The event drew attendees from across the country. One group of supporters rode on a bus from Milwaukee, Wisconsin throughout the night to show solidarity and raise their community’s demands, which is experiencing a “drought of resources, including affordable housing, jobs and fresh food.” Later, DC natives Dan and Sheila lamented that the for-profit healthcare system views “sickness and death as money” while Kevin, a supporter of the campaign from Baltimore, talked about the high cost of medicine and that “the owners profit with price gouging these medicines people need to survive.”

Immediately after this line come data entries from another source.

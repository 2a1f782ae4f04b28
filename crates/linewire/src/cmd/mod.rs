use clap::{Args, Subcommand};
use std::path::PathBuf;
use std::sync::atomic::{AtomicBool, Ordering};
use std::sync::{Arc, Mutex, MutexGuard};
use std::time::Duration;

use linewire_endpoint::{Endpoint, EndpointConfig};

use crate::exit::{CliError, CliResult, INTERNAL, INTERRUPTED, USAGE};
use crate::output::OutputFormat;

pub mod echo;
pub mod listen;
pub mod send;
pub mod version;

#[derive(Subcommand, Debug)]
pub enum Command {
    /// Accept peers one at a time and echo every frame back.
    Echo(EchoArgs),
    /// Dial a peer and send frames.
    Send(SendArgs),
    /// Accept a single peer and print the frames it sends.
    Listen(ListenArgs),
    /// Show version information.
    Version(VersionArgs),
}

pub fn run(command: Command, format: OutputFormat) -> CliResult<i32> {
    match command {
        Command::Echo(args) => echo::run(args, format),
        Command::Send(args) => send::run(args, format),
        Command::Listen(args) => listen::run(args, format),
        Command::Version(args) => version::run(args),
    }
}

#[derive(Args, Debug, Clone)]
pub struct ConnArgs {
    /// Address: host:port for tcp/tcp4/tcp6, a socket path for unix.
    pub address: String,
    /// Transport protocol.
    #[arg(long, short = 'p', default_value = "tcp")]
    pub protocol: String,
    /// Read timeout on the connection (e.g. 5s, 500ms). Expiry ends the session.
    #[arg(long, value_name = "DURATION")]
    pub read_timeout: Option<String>,
    /// Write timeout on the connection (e.g. 5s, 500ms).
    #[arg(long, value_name = "DURATION")]
    pub write_timeout: Option<String>,
}

impl ConnArgs {
    pub fn endpoint_config(&self) -> CliResult<EndpointConfig> {
        let mut config = EndpointConfig::default();
        if let Some(timeout) = &self.read_timeout {
            config = config.with_read_timeout(parse_duration(timeout)?);
        }
        if let Some(timeout) = &self.write_timeout {
            config = config.with_write_timeout(parse_duration(timeout)?);
        }
        Ok(config)
    }
}

#[derive(Args, Debug)]
pub struct EchoArgs {
    #[command(flatten)]
    pub conn: ConnArgs,
    /// Stop after serving this many peers.
    #[arg(long)]
    pub peers: Option<usize>,
}

#[derive(Args, Debug)]
pub struct SendArgs {
    #[command(flatten)]
    pub conn: ConnArgs,
    /// JSON payload, re-serialized onto a single line.
    #[arg(long, conflicts_with_all = ["data", "file", "stdin"])]
    pub json: Option<String>,
    /// Raw string payload.
    #[arg(long, conflicts_with_all = ["json", "file", "stdin"])]
    pub data: Option<String>,
    /// Send each line of a file as its own frame.
    #[arg(long, conflicts_with_all = ["json", "data", "stdin"])]
    pub file: Option<PathBuf>,
    /// Send each line of standard input as its own frame.
    #[arg(long, conflicts_with_all = ["json", "data", "file"])]
    pub stdin: bool,
    /// Wait for one response frame and print it.
    #[arg(long)]
    pub wait: bool,
    /// Maximum time to wait for the response when --wait is set (e.g. 5s, 500ms).
    #[arg(long, default_value = "5s")]
    pub wait_timeout: String,
    /// Per-attempt connect timeout (e.g. 5s, 500ms).
    #[arg(long, value_name = "DURATION")]
    pub connect_timeout: Option<String>,
}

#[derive(Args, Debug)]
pub struct ListenArgs {
    #[command(flatten)]
    pub conn: ConnArgs,
    /// Exit after receiving N frames.
    #[arg(long)]
    pub count: Option<usize>,
}

#[derive(Args, Debug)]
pub struct VersionArgs {
    /// Show extended build provenance.
    #[arg(long)]
    pub extended: bool,
}

/// The endpoint Ctrl-C should close, if any.
///
/// While nothing is active (for example while blocked waiting for a peer),
/// Ctrl-C exits the process directly.
#[derive(Clone, Default)]
pub struct Interrupt {
    active: Arc<Mutex<Option<Arc<Endpoint>>>>,
    fired: Arc<AtomicBool>,
}

impl Interrupt {
    pub fn install() -> CliResult<Self> {
        let interrupt = Self::default();
        let handler = interrupt.clone();
        ctrlc::set_handler(move || handler.trigger()).map_err(|err| {
            CliError::new(INTERNAL, format!("signal handler setup failed: {err}"))
        })?;
        Ok(interrupt)
    }

    /// Make `endpoint` the one closed on Ctrl-C.
    pub fn guard(&self, endpoint: Arc<Endpoint>) {
        *self.slot() = Some(endpoint);
    }

    pub fn release(&self) {
        self.slot().take();
    }

    pub fn fired(&self) -> bool {
        self.fired.load(Ordering::SeqCst)
    }

    fn trigger(&self) {
        self.fired.store(true, Ordering::SeqCst);
        match self.slot().as_ref() {
            Some(endpoint) => {
                tracing::info!("interrupted; closing endpoint");
                endpoint.close();
            }
            None => std::process::exit(INTERRUPTED),
        }
    }

    fn slot(&self) -> MutexGuard<'_, Option<Arc<Endpoint>>> {
        self.active
            .lock()
            .unwrap_or_else(|poisoned| poisoned.into_inner())
    }
}

/// Human-readable remote address for output.
pub fn peer_label(endpoint: &Endpoint) -> String {
    endpoint
        .peer_addr()
        .map(|addr| addr.to_string())
        .unwrap_or_else(|_| "unknown".to_string())
}

pub fn parse_duration(input: &str) -> CliResult<Duration> {
    let input = input.trim();
    if input.is_empty() {
        return Err(CliError::new(USAGE, "duration must not be empty"));
    }

    let (number, unit) = if let Some(num) = input.strip_suffix("ms") {
        (num, "ms")
    } else if let Some(num) = input.strip_suffix('s') {
        (num, "s")
    } else {
        (input, "s")
    };

    let value: u64 = number
        .parse()
        .map_err(|_| CliError::new(USAGE, format!("invalid duration value: {input}")))?;

    if value == 0 {
        return Err(CliError::new(USAGE, "duration must be greater than zero"));
    }

    match unit {
        "ms" => Ok(Duration::from_millis(value)),
        _ => Ok(Duration::from_secs(value)),
    }
}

A group who came from Arkansas talked about how their state purposefully didn’t use the money given to it for pandemic relief. One was angry that the money “wasn’t used to help the homeless or the poor,” and that “the state just passed an expansion of our prison system by $600 million dollars – that’s the housing they are providing for the poor!”
Early on in the event, Rev. Dr. Frederick D. Haynes of Dallas proclaimed “In the face of systemic racism, we declare that silence is betrayal; in the face of poverty, we declare that silence is betrayal; in the face of ecological devastation, we declare that silence is betrayal; in the face of militarism and a war based economy, we declare that silence is betrayal; in the face of a lack of healthcare, we declare that silence is betrayal; in the face of a distorted moral narrative of religious nationalism, we declare that silence is betrayal; in the face of death because of poverty, we declare that silence is betrayal!”
Kenia Alcocer of the Los Angeles Tenants’ Union summed up the demands and values of the action, “We are here to demand housing for all, rent forgiveness, adequate healthcare for all, living wage with benefits, access to affordable and healthy food, to abolish ICE, to abolish the police. We are here to protect voting rights! We are here to fight for immigration reform! We are here! We are the poor and dispossessed and we are here! We are here to say ¡sólo el pueblo salva al pueblo!”